単元「自己紹介/家族紹介」のコミュニケーション活動例

 本報告は、大学における第二外国語教育としての中国語の授業実践によるものです。コミュニケーション活動の具体例を示してアイディアを共有するとともに、単に活動そのものに目を向けるだけではなく、何を意識して活動すべきか、ということを参加者と共に考えることを目標としました。
 今回のテーマは、ほとんどの入門・初級テキストで扱われている「自己紹介」や「家族紹介」の単元をベースとした「人物紹介」です。活動実践例および、その留意点や実践結果について、学生が作成した資料を交えながら具体的に紹介しました。

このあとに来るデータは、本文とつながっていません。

//! The canonical reading: one station at one instant, in SI units.

use chrono::{DateTime, Utc};
use serde::{Deserialize, Serialize};

/// Valid air temperature range in °C (inclusive).
pub const TEMPERATURE_RANGE_C: (f64, f64) = (-60.0, 60.0);

/// Valid station pressure range in hPa (inclusive).
pub const PRESSURE_RANGE_HPA: (f64, f64) = (800.0, 1200.0);

/// Anything faster than this is a corrupt frame, not weather.
pub const MAX_WIND_SPEED_MPS: f64 = 100.0;

/// Normalized weather reading for a single station.
///
/// Every optional field is `None` when the value was not measured or was
/// outside its physical range. `None` never means calm or freezing.
#[derive(Debug, Clone, PartialEq, Serialize, Deserialize)]
#[serde(rename_all = "camelCase")]
pub struct CanonicalReading {
    pub station_id: String,
    pub timestamp: DateTime<Utc>,
    /// Average wind speed in m/s.
    pub wind_speed: Option<f64>,
    /// Peak wind speed in m/s. `None` for single-sample sources.
    pub wind_gust: Option<f64>,
    /// Degrees, 0..=359.
    pub wind_direction: Option<u16>,
    /// Air temperature in °C.
    pub temperature: Option<f64>,
    /// Pressure in hPa.
    pub pressure: Option<f64>,
    pub is_valid: bool,
    /// Time spent turning the raw payload into this reading.
    #[serde(default)]
    pub parse_latency_ms: u64,
}

/// Unvalidated values extracted by a parser, wind already in m/s.
#[derive(Debug, Clone, Copy, Default, PartialEq)]
pub struct Measurements {
    pub wind_speed: Option<f64>,
    pub wind_gust: Option<f64>,
    pub wind_direction: Option<f64>,
    pub temperature: Option<f64>,
    pub pressure: Option<f64>,
}

impl CanonicalReading {
    /// Build a reading from raw measurements, dropping out-of-range values.
    pub fn from_measurements(
        station_id: impl Into<String>,
        timestamp: DateTime<Utc>,
        m: Measurements,
    ) -> Self {
        let mut reading = Self {
            station_id: station_id.into(),
            timestamp,
            wind_speed: normalize_speed(m.wind_speed),
            wind_gust: normalize_speed(m.wind_gust),
            wind_direction: normalize_direction(m.wind_direction),
            temperature: normalize_temperature(m.temperature),
            pressure: normalize_pressure(m.pressure),
            is_valid: false,
            parse_latency_ms: 0,
        };
        reading.is_valid = reading.compute_validity();
        reading
    }

    pub fn with_parse_latency(mut self, latency_ms: u64) -> Self {
        self.parse_latency_ms = latency_ms;
        self
    }

    /// Wind speed and direction present, temperature absent or in range.
    pub fn compute_validity(&self) -> bool {
        let temperature_ok = self
            .temperature
            .map_or(true, |t| in_range(t, TEMPERATURE_RANGE_C));
        self.wind_speed.is_some() && self.wind_direction.is_some() && temperature_ok
    }
}

fn in_range(value: f64, (lo, hi): (f64, f64)) -> bool {
    value.is_finite() && value >= lo && value <= hi
}

pub fn normalize_speed(value: Option<f64>) -> Option<f64> {
    value.filter(|v| in_range(*v, (0.0, MAX_WIND_SPEED_MPS)))
}

/// Wrap into 0..=359; non-finite input is dropped.
pub fn normalize_direction(value: Option<f64>) -> Option<u16> {
    let deg = value.filter(|v| v.is_finite())?.round() as i64;
    Some(deg.rem_euclid(360) as u16)
}

pub fn normalize_temperature(value: Option<f64>) -> Option<f64> {
    value.filter(|v| in_range(*v, TEMPERATURE_RANGE_C))
}

pub fn normalize_pressure(value: Option<f64>) -> Option<f64> {
    value.filter(|v| in_range(*v, PRESSURE_RANGE_HPA))
}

グループ発表形式と個人発表形式の二例を取り上げましたが、いずれも、クラスサイズや学習歴に応じて臨機応変に取り入れられる活動です。また、「アクティブラーニング」や「反転授業」の授業デザインのヒントとなるテキストとして、『プライマリー1・2』(好文出版)についても触れました。
 報告者は、授業デザインの際に最も重要なことは中国語教育の最終目標を見失わないことだと考えています。各単元でのバックワードデザインのみならず、年間目標からのバックワードデザイン、ひいては大学における第二外国語教育目標からのバックワードデザインでの授業計画が不可欠です。中国語教育を通して、最終的にどのような学生を育てたいのか、ということを常に意識していれば、おのずとそのクラスに必要な学習活動が見えてくるのではないでしょうか。
 最後に、認知領域の視点から「レベルの高い授業とは何か」についての問いを投げかけました。

簡単!使える!メディア教材 樋口拓弥

Yubiquitous Textについて

 Yubiquitous Textは教室内での言語教育向けに開発されたアプリで、特に音声やビデオを教材として扱う授業を対象としたものです。アプリ自体にはスクリプトや音声・ビデオを内蔵していないためユーザー自身が好きな素材から簡単にテキストをつくることができます。またウェブサイトCHLANGではYubiquitous Textで利用できる公開データを提供しています。この公開データは市販の教科書に対応しているものもあればフリー音源を提供しているものもあり、教室や学習者の自習教材として利用することができます。 
 今回のワークショップではこのYubiquitous Textの使い方を、データの作成から教室や自習などでの利用方法、公開データの利用方法、ユーザー同士のシェア方法などに分けて詳しく解説しました。